Almost 4 years ago tonight, I was a year out of college, living by myself in Louisiana (yikes), sitting on the floor of my one bedroom apartment watching the Series Finale of Dawson's Creek. As much as I loved DC when it started, I was only hanging on at the end by force of habit. I'd watched the show's writing decline and disappoint, and to this day, I still only own Season 1 (I like to pretend it stopped at 13 episodes.) - of course, it took me a while to come to this conclusion, and on this particular night I was rather disheveled. Like, sorta crying my eyes out. I'd grown up with that show.

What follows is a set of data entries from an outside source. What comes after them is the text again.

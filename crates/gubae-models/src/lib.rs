//! # Gubae Models
//!
//! Records stored in the document store and the request/response DTOs that
//! carry them over HTTP. Every DTO validates itself with `validator` and
//! describes itself to the OpenAPI document with `utoipa`.
//!
//! Field names on the wire are camelCase, matching the clients already in use.
//!
//! # Modules
//!
//! - [`auth`]: Administrator credentials, login and registration
//! - [`common`]: Message and error bodies shared by every route
//! - [`groups`]: Study groups
//! - [`members`]: Group members, alumni transfer
//! - [`services`]: Service inventory items
//! - [`staff`]: Office staff
//! - [`teachers`]: Teachers
//! - [`validation`]: Field validators shared across records

pub mod auth;
pub mod common;
pub mod groups;
pub mod members;
pub mod services;
pub mod staff;
pub mod teachers;
pub mod validation;

pub use auth::{AdminResponse, Credential, LoginRequest, LoginResponse, RegisterRequest};
pub use common::ErrorResponse;
pub use groups::{CreateGroupDto, Group, GroupFilterParams, GroupWithMemberCount, UpdateGroupDto};
pub use members::{
    CreateMemberDto, Member, MemberFilterParams, MemberWithGroup, TransferMembersDto,
    TransferMembersResponse, UpdateMemberDto,
};
pub use services::{CreateServiceDto, Service, ServiceFilterParams, UpdateServiceDto};
pub use staff::{CreateStaffDto, Staff, StaffFilterParams, UpdateStaffDto};
pub use teachers::{CreateTeacherDto, Teacher, TeacherFilterParams, UpdateTeacherDto};
use crate::error::{GestureError, Result};
use crate::random_forest::forest::RandomForest;
use std::fmt;

/// Expected × predicted counts over every label seen on either side.
#[derive(Debug, Clone, PartialEq)]
pub struct GeneralConfusionMatrix {
    classes: Vec<i32>,
    /// `matrix[expected][predicted]`, indexed like `classes`.
    matrix: Vec<Vec<usize>>,
    total: usize,
}

impl GeneralConfusionMatrix {
    pub fn new(expected: &[i32], predicted: &[i32]) -> Result<Self> {
        if expected.len() != predicted.len() {
            return Err(GestureError::DimensionMismatch {
                expected: expected.len(),
                actual: predicted.len(),
            });
        }

        let mut classes: Vec<i32> = expected.iter().chain(predicted).copied().collect();
        classes.sort_unstable();
        classes.dedup();

        let mut matrix = vec![vec![0; classes.len()]; classes.len()];
        for (e, p) in expected.iter().zip(predicted) {
            let row = classes.binary_search(e).unwrap_or_default();
            let column = classes.binary_search(p).unwrap_or_default();
            matrix[row][column] += 1;
        }

        Ok(Self {
            classes,
            matrix,
            total: expected.len(),
        })
    }

    /// Runs the forest over `inputs` and compares against `expected`.
    pub fn estimate(forest: &RandomForest, inputs: &[Vec<f64>], expected: &[i32]) -> Result<Self> {
        let predicted = inputs
            .iter()
            .map(|input| forest.decide(input))
            .collect::<Result<Vec<i32>>>()?;
        Self::new(expected, &predicted)
    }

    pub fn classes(&self) -> &[i32] {
        &self.classes
    }

    pub fn total(&self) -> usize {
        self.total
    }

    pub fn count(&self, expected: i32, predicted: i32) -> usize {
        match (
            self.classes.binary_search(&expected),
            self.classes.binary_search(&predicted),
        ) {
            (Ok(row), Ok(column)) => self.matrix[row][column],
            _ => 0,
        }
    }

    pub fn hits(&self) -> usize {
        (0..self.classes.len()).map(|i| self.matrix[i][i]).sum()
    }

    /// Fraction of correct predictions; 0 for an empty matrix.
    pub fn accuracy(&self) -> f64 {
        if self.total == 0 {
            return 0.0;
        }
        self.hits() as f64 / self.total as f64
    }

    pub fn error(&self) -> f64 {
        1.0 - self.accuracy()
    }
}

impl fmt::Display for GeneralConfusionMatrix {
    fn fmt(&self, f: &mut fmt::Formatter<'_>) -> fmt::Result {
        write!(f, "expected\\predicted")?;
        for class in &self.classes {
            write!(f, "\t{}", class)?;
        }
        writeln!(f)?;
        for (class, row) in self.classes.iter().zip(&self.matrix) {
            write!(f, "{}", class)?;
            for count in row {
                write!(f, "\t{}", count)?;
            }
            writeln!(f)?;
        }
        Ok(())
    }
}

#[cfg(test)]
mod tests {
    use super::*;

    #[test]
    fn test_counts_and_accuracy() {
        let expected = [0, 0, 1, 1, 2];
        let predicted = [0, 1, 1, 1, 0];
        let cm = GeneralConfusionMatrix::new(&expected, &predicted).unwrap();

        assert_eq!(cm.classes(), &[0, 1, 2]);
        assert_eq!(cm.count(0, 0), 1);
        assert_eq!(cm.count(0, 1), 1);
        assert_eq!(cm.count(2, 0), 1);
        assert_eq!(cm.hits(), 3);
        assert!((cm.accuracy() - 0.6).abs() < 1e-12);
        assert!((cm.error() - (1.0 - cm.accuracy())).abs() < 1e-12);
    }

    #[test]
    fn test_accuracy_stays_in_unit_range() {
        let cases: [(&[i32], &[i32]); 3] = [
            (&[1, 1, 1], &[1, 1, 1]),
            (&[1, 2, 3], &[3, 1, 2]),
            (&[5], &[9]),
        ];
        for (expected, predicted) in cases {
            let cm = GeneralConfusionMatrix::new(expected, predicted).unwrap();
            assert!((0.0..=1.0).contains(&cm.accuracy()));
            assert_eq!(cm.error(), 1.0 - cm.accuracy());
        }
    }

    #[test]
    fn test_length_mismatch_is_rejected() {
        assert!(GeneralConfusionMatrix::new(&[1, 2], &[1]).is_err());
    }
}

It started my senior year of high school and my friends and I were rather obsessive about it in college, gathering in a room (usually mine) every Wednesday night to watch - NO TALKING (except during commercials)!
Anyway (I have a point, I swear), Ellen and I called each other during commercials throughout the whole 2 hour finale - and when the credits started to roll, we were kinda blubbering. It didn't end how we wanted, and we were still totally wrecked. I think it had more to do with all the memories of college and friends and being apart, than Dawson and the gang, but whatever it was, it got me good. By the time El and I ended our chat, we were laughing at how silly we were, but we were also reminiscing about our favorite episodes and things we loved... and remembering our friends.
We did that tonight with Gilmore Girls.
Ok, so I wasn't sitting alone in my apartment (which I still contend made me more emotional at DC's end), and I wasn't really blubbering, but there were tears. And they started coming about the time Lane and Rory sat down on the porch... and continued popping up 'til the end. Afterward, just like that night four years ago, Ellen and I discussed how much we loved the girls, how it was sort of funny and silly to get sad over the end of a TV show - and yet, how it's cool to have it be part of your life, something steady and there... like a good friend you hang out with every Tuesday night (even if they're pissing you off). And hey, by the end of our chat, we were laughing again as I coached El on all things The Office - she's just finished Season 1 and I felt the need to prepare her for the depth of this new obsession.
Still, our focus was The Girls.
The episode was obviously written to be a finale. Sure, they could have come back for more, but there was a definite "final tribute" flair to the script and the characters. I even noticed a little extra emotion from some of them, especially in the party scenes (Melissa).
Lorelai killed me, going into Rory's room while she was sleeping, and then, Rory's speech at the party, the look between she and Lorelai was amazing. I felt sort of like I was seeing Lauren and Alexis say, "Ok. We're good."
I'd have loved a hug or something between Emily and Lorelai, but again, those two characters will continue to see each other every week in that world. They weren't saying "goodbye," so I have to get over it. Richard's comments to Lorelai were very sweet and her promise to continue Friday Night Dinner a testament to how far they've all come.
And oh, my little Luke and Lorelai. The kiss was fabulous, solidifying it for us all. Sure, I'd have loved more action between them (say a little peck at the diner the next morning), and at the same time, I felt like they were saying, "This is it," with every action they took. No need for any big gesture because this is them, every day, from now on. If you knew me, you'd understand how monumental it is for me to say that... I'm a visual person, I like sight confirmation on things.
The last scene really got me. I'd heard it was a mirror of the Pilot, but still... so perfect, I think. Lorelai and Rory at Luke's, him working busily in the background. If I'd been Lauren or Alexis, I'd have burst into tears when they called cut.
Things like this always leave me thinking about the actors and the people who've been part of a show from the beginning, especially since this cast didn't get a group send-off. Maybe it's better that way, but I think I'd have wanted to say goodbye, no matter how many tears were involved. It changes their whole world in a way we, the audience, can't even comprehend. I can't imagine... lots of mixed emotions I assume.
It was a good run. Few shows are that lucky, and I'm glad I saw it all from the beginning. And a few years from now, I'll break out the DVDs and start all over again!